Trevor Zegras, Ducks

On Sunday, the Ducks stayed stunningly hot, pushing their NHL-leading active winning streak to seven games. With good reason, Troy Terry is grabbing the most headlines — aside from maybe John Gibson. In the Ducks’ latest win, Terry grabbed an assist to push his point streak to a wildly unexpected 14 games.

When it comes to the Ducks’ larger future, Trevor Zegras stands as one of the reasons to be most excited. Granted, Zegras has been quiet lately, but not on Sunday (when he scored two goals and one assist).
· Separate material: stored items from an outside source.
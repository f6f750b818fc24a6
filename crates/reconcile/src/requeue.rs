//! Requeue timing: per-key exponential backoff after failures and a periodic resync after success.

use std::collections::HashMap;
use std::sync::Mutex;
use std::time::Duration;

use kdecl_core::ObjectKey;

const BASE_DELAY_MS: u64 = 500;

fn env_secs(name: &str, default: u64) -> Duration {
    let secs = std::env::var(name).ok().and_then(|s| s.parse::<u64>().ok()).unwrap_or(default);
    Duration::from_secs(secs)
}

fn requeue_max() -> Duration {
    env_secs("KDECL_REQUEUE_MAX_SECS", 300)
}

/// Delay before a successfully reconciled key is looked at again (`KDECL_RESYNC_SECS`, default 600).
pub fn resync_interval() -> Duration {
    env_secs("KDECL_RESYNC_SECS", 600)
}

/// Delay before retry number `failures + 1`: 500ms doubling, capped by `KDECL_REQUEUE_MAX_SECS`.
pub fn backoff(failures: u32) -> Duration {
    let ms = BASE_DELAY_MS.saturating_mul(1u64 << failures.min(32));
    Duration::from_millis(ms).min(requeue_max())
}

/// Consecutive failure counts per key.
#[derive(Debug, Default)]
pub struct FailureBackoff {
    failures: Mutex<HashMap<ObjectKey, u32>>,
}

impl FailureBackoff {
    pub fn new() -> Self {
        Self::default()
    }

    /// Count one more failure for `key` and return how long to wait before retrying it.
    pub fn record_failure(&self, key: &ObjectKey) -> Duration {
        let mut failures = match self.failures.lock() {
            Ok(g) => g,
            Err(poisoned) => poisoned.into_inner(),
        };
        let n = failures.entry(key.clone()).or_insert(0);
        let delay = backoff(*n);
        *n = n.saturating_add(1);
        delay
    }

    pub fn clear(&self, key: &ObjectKey) {
        let mut failures = match self.failures.lock() {
            Ok(g) => g,
            Err(poisoned) => poisoned.into_inner(),
        };
        failures.remove(key);
    }
}

#[cfg(test)]
mod tests {
    use super::*;

    #[test]
    fn backoff_doubles_then_caps() {
        assert_eq!(backoff(0), Duration::from_millis(500));
        assert_eq!(backoff(1), Duration::from_millis(1000));
        assert_eq!(backoff(3), Duration::from_millis(4000));
        assert_eq!(backoff(40), requeue_max());
    }

    #[test]
    fn failures_are_counted_per_key_until_cleared() {
        let b = FailureBackoff::new();
        let dash = ObjectKey::new(Some("tools"), "dash");
        let other = ObjectKey::new(Some("tools"), "other");
        assert_eq!(b.record_failure(&dash), Duration::from_millis(500));
        assert_eq!(b.record_failure(&dash), Duration::from_millis(1000));
        assert_eq!(b.record_failure(&other), Duration::from_millis(500));
        b.clear(&dash);
        assert_eq!(b.record_failure(&dash), Duration::from_millis(500));
    }
}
Interestingly, while Zegras’ scoring has been sporadic, he’s been especially dangerous when he can get on the scoring sheet. In 10 of his 14 games, Zegras went pointless. However, in the four games he’s scored this season, three of them have been multi-point games.

If Zegras can be explosive with more regularity, then watch out.

Highlights from the NHL on Sunday, including McDavid reaching 600 points

Another day, another Connor McDavid milestone. In this case, McDavid reached 600 points in just his 421st game. Fittingly, McDavid added an assist to his goal to finish with 601.

By getting there in 421 games, McDavid became the sixth-fastest player to reach 600+ points. The only players to reach 600 points faster than McDavid were: Wayne Gretzky (274), Mario Lemieux (323), Peter Stastny (394), Mike Bossy (400), and Jari Kurri (419). Pretty wild how close McDavid’s come to the pace of some of the scorers from the NHL’s highest-scoring era.

So far, Kaapo Kakko has experienced serious ups and downs in the NHL. Hopefully we get more moments like these — although you can only pull off moves like the ones he deployed so often. (Unless you’re Connor McDavid, perhaps?)

An example of the Capitals making Sidney Crosby‘s first night back in the Penguins lineup in a while also a long night:

At this rate, Andrew Mangiapane may not cool down until he gets a big raise.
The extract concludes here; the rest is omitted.